"A semana passada foi daquelas. Clima tenso no trabalho; cliente solicitando alterações no resultado de meses de dedicação, que ele mesmo acompanhou e aprovou, cuja repercursão em todas as partes faz qualquer linha a ser movida parecer uma nova ponte a ser construída; projetos extra-escritório que fizeram o trabalho se prolongar, agora em casa, até a madrugada de alguns dias seguintes, que ainda assim mantinham as mesmas vinte e quatro insuficientes horas.
Mesmo o débito crescente com o sono – acumulado desde semanas anteriores entremeadas por fins-de-semanas inteiros de aula –, não me impediu de visitar alguns ensaios do Yaônilé, em preparação para a apresentação na Semana Sergipana de Dança. Confesso que, em princípio, ir aos ensaios foi como desempenhar mais uma tarefa em um dia já cheio, tive até um pouco de raiva em existirem. Era um mistério como aquelas pessoas, que também trabalham e estudam, muitas vezes em rotinas ainda mais árduas que a minha, se propunham a dedicar mais energia para duas, três horas agitando seus corpos tão energicamente em ágeis movimentos que acompanhavam sons outrora tão enigmáticos, e até menosprezados, apesar de sempre presentes. Contive-me na resignação do meu cansaço.

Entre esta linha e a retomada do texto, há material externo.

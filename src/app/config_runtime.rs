//! Merges command-line arguments over the config file.
//!
//! Precedence for every setting: explicit CLI value, then config file value,
//! then the built-in default.

use std::path::{Path, PathBuf};
use std::time::Duration;

use anyhow::{Context, Result, bail};
use coursefetch_core::auth::LoginIdentity;
use coursefetch_core::config::{FileConfig, default_config_path, read_cookie_file};
use coursefetch_core::{RunOptions, RuntimeConfig, SessionRequest};
use tracing::warn;

use crate::cli::Cli;

/// Everything a run needs, after merging.
#[derive(Debug)]
pub(crate) struct ResolvedSettings {
    pub(crate) runtime: RuntimeConfig,
    pub(crate) base_url: String,
    pub(crate) manifest_dir: PathBuf,
    pub(crate) run: RunOptions,
    pub(crate) session: SessionRequest,
}

/// Config file location: `--config`, else the per-user default.
pub(crate) fn resolve_config_path(cli: &Cli) -> Result<PathBuf> {
    if let Some(path) = &cli.config {
        return Ok(path.clone());
    }
    default_config_path()
        .context("Cannot locate a config directory: set HOME or XDG_CONFIG_HOME, or pass --config")
}

/// Log level used when `RUST_LOG` is unset.
pub(crate) fn resolve_default_log_level(verbose: u8, quiet: bool) -> &'static str {
    if quiet {
        return "error";
    }
    match verbose {
        0 => "info",
        1 => "debug",
        _ => "trace",
    }
}

pub(crate) fn resolve_settings(cli: &Cli, file: &FileConfig) -> Result<ResolvedSettings> {
    let runtime = RuntimeConfig::from_file(file).with_overrides(
        cli.retry_attempts,
        cli.request_timeout_ms,
        cli.read_timeout_ms,
    );

    let Some(base_url) = cli.base_url.clone().or_else(|| file.base_url.clone()) else {
        bail!("No site configured: pass --base-url or set \"base_url\" in the config file");
    };

    let run = RunOptions {
        output_dir: cli
            .output_dir
            .clone()
            .or_else(|| file.output_dir.clone())
            .unwrap_or_else(|| PathBuf::from(".")),
        sample_bytes: cli.sample_bytes.or(file.sample_bytes).unwrap_or(0),
        request_delay: Duration::from_millis(cli.delay_ms.or(file.request_delay_ms).unwrap_or(0)),
        max_retries: runtime.retry_attempts,
        skip_subtitles: cli.no_subtitles,
        skip_attachments: cli.no_attachments,
    };

    let manifest_dir = cli
        .manifest_dir
        .clone()
        .or_else(|| file.manifest_dir.clone())
        .unwrap_or_else(|| PathBuf::from("."));

    let session = SessionRequest {
        override_cookie: resolve_override_cookie(cli, file)?,
        identity: resolve_identity(cli, file),
        force_login: cli.force_login,
    };

    Ok(ResolvedSettings {
        runtime,
        base_url,
        manifest_dir,
        run,
        session,
    })
}

fn resolve_override_cookie(cli: &Cli, file: &FileConfig) -> Result<Option<String>> {
    if let Some(cookie) = &cli.cookie {
        return Ok(Some(cookie.clone()));
    }
    if let Some(path) = &cli.cookie_file {
        return load_cookie_file(path).map(Some);
    }
    if let Some(cookie) = &file.cookie {
        return Ok(Some(cookie.clone()));
    }
    if let Some(path) = &file.cookie_file {
        return load_cookie_file(path).map(Some);
    }
    Ok(None)
}

fn load_cookie_file(path: &Path) -> Result<String> {
    read_cookie_file(path).with_context(|| format!("Cannot use cookie file {}", path.display()))
}

fn resolve_identity(cli: &Cli, file: &FileConfig) -> Option<LoginIdentity> {
    let email = cli.email.as_ref().or(file.email.as_ref());
    let password = cli.password.as_ref().or(file.password.as_ref());
    match (email, password) {
        (Some(email), Some(password)) => {
            Some(LoginIdentity::new(email.as_str(), password.as_str()))
        }
        (Some(_), None) => {
            warn!("email given without a password; password login disabled");
            None
        }
        (None, Some(_)) => {
            warn!("password given without an email; password login disabled");
            None
        }
        (None, None) => None,
    }
}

No segundo ensaio que presenciei, Danilo insistentemente e, ainda, pacientemente, esforçava-se em fazê-los acertar a dança para Logum-Edé, e mesmo em meio a braços e pernas e corpos pululantes, algumas vezes oscilantes, outras errantes; caras menos empenhadas em divertir-se que a tirar melhor proveito do tempo; todos estavam ali, juntos e unidos, apesar de todas as adversidades, em um só objetivo. Empenhados também, por sua vez, em facilitar a assimilação, em absorver as instruções sem grandes objeções, todos desejavam uma coisa só: fazer o melhor.

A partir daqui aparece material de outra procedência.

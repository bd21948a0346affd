//! Event interface between the download core and whatever presents it.
//!
//! Retry and progress notifications flow through [`TransferObserver`], so the
//! request client and transfer engine never know whether a terminal bar, a
//! log line, or nothing at all is listening.

use std::time::Duration;

use tracing::{debug, info, warn};

use super::progress::ProgressEvent;
use super::{DownloadError, DownloadTask, TransferStatus};

/// One scheduled retry.
#[derive(Debug, Clone)]
pub struct RetryEvent {
    /// URL being retried.
    pub url: String,
    /// Attempt that just failed (1-indexed).
    pub failed_attempt: u32,
    /// Attempt budget.
    pub max_attempts: u32,
    /// Delay before the next attempt.
    pub delay: Duration,
    /// Short description of the failure.
    pub reason: String,
}

/// Receives retry and progress events. All methods default to no-ops.
///
/// Implementations must return quickly; they are called inline on the data path.
pub trait TransferObserver: Send + Sync {
    /// A retry was scheduled.
    fn on_retry(&self, _event: &RetryEvent) {}

    /// A body transfer is about to start at `resume_offset`.
    fn on_transfer_start(&self, _task: &DownloadTask, _resume_offset: u64) {}

    /// Bytes arrived.
    fn on_progress(&self, _event: &ProgressEvent) {}

    /// A download call finished.
    fn on_transfer_end(
        &self,
        _task: &DownloadTask,
        _outcome: Result<TransferStatus, &DownloadError>,
    ) {
    }
}

/// Observer that ignores everything.
#[derive(Debug, Default, Clone, Copy)]
pub struct NoopObserver;

impl TransferObserver for NoopObserver {}

/// Observer that forwards events to `tracing`.
#[derive(Debug, Default, Clone, Copy)]
pub struct LoggingObserver;

impl TransferObserver for LoggingObserver {
    fn on_retry(&self, event: &RetryEvent) {
        warn!(
            url = %event.url,
            attempt = event.failed_attempt,
            max_attempts = event.max_attempts,
            delay_ms = event.delay.as_millis(),
            reason = %event.reason,
            "retrying"
        );
    }

    fn on_transfer_start(&self, task: &DownloadTask, resume_offset: u64) {
        debug!(url = %task.source_url, resume_offset, "transfer started");
    }

    fn on_progress(&self, event: &ProgressEvent) {
        debug!(
            transferred = event.transferred,
            expected = ?event.expected_total,
            bytes_per_sec = event.bytes_per_sec,
            "progress"
        );
    }

    fn on_transfer_end(
        &self,
        task: &DownloadTask,
        outcome: Result<TransferStatus, &DownloadError>,
    ) {
        match outcome {
            Ok(status) => info!(
                path = %task.final_path.display(),
                status = status.as_str(),
                "transfer finished"
            ),
            Err(error) => warn!(
                path = %task.final_path.display(),
                kind = %error.kind(),
                error = %error,
                "transfer failed"
            ),
        }
    }
}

Eu estava com eles. Eu não dançava, eu não chamava a atenção de algum menos atento para que fizesse certo, eu nem distinguia o que era, ou não, certo. Apenas perscrutava-os com o olhar, tentando absorver a particularidade, o sentido e a beleza de cada movimento e a magnitude de todos os movimentos juntos. Foi também o que fiz durante os breves 15 minutos de sexta-feira passada no foyer do Teatro Tobias Barreto. Mas agora qualquer esforço se fazia desnecessário, eu já não continha o que me tomava, minhas mãos e pernas tremiam, meu corpo quase levitava, uma nova eternidade se descortinava cintilante diante de meus olhos e dançante por dentro de minh’alma.
Como é bom poder ser ‘livre’.
Obrigado, Yaônilé."
Raoni Pinheiro é arquiteto, nascido em Brasília e domiciliado em Aracaju. Eterno curioso das possibilidades do estético, nutre-se delas para trabalhar em seus projetos. Idealista, é o filho do meio de Dona Cida e seu Antônio Saracura.
Axé a todos nossos irmãos!
Deus é tudo acima de todas as coisas!
Olorum Colofé!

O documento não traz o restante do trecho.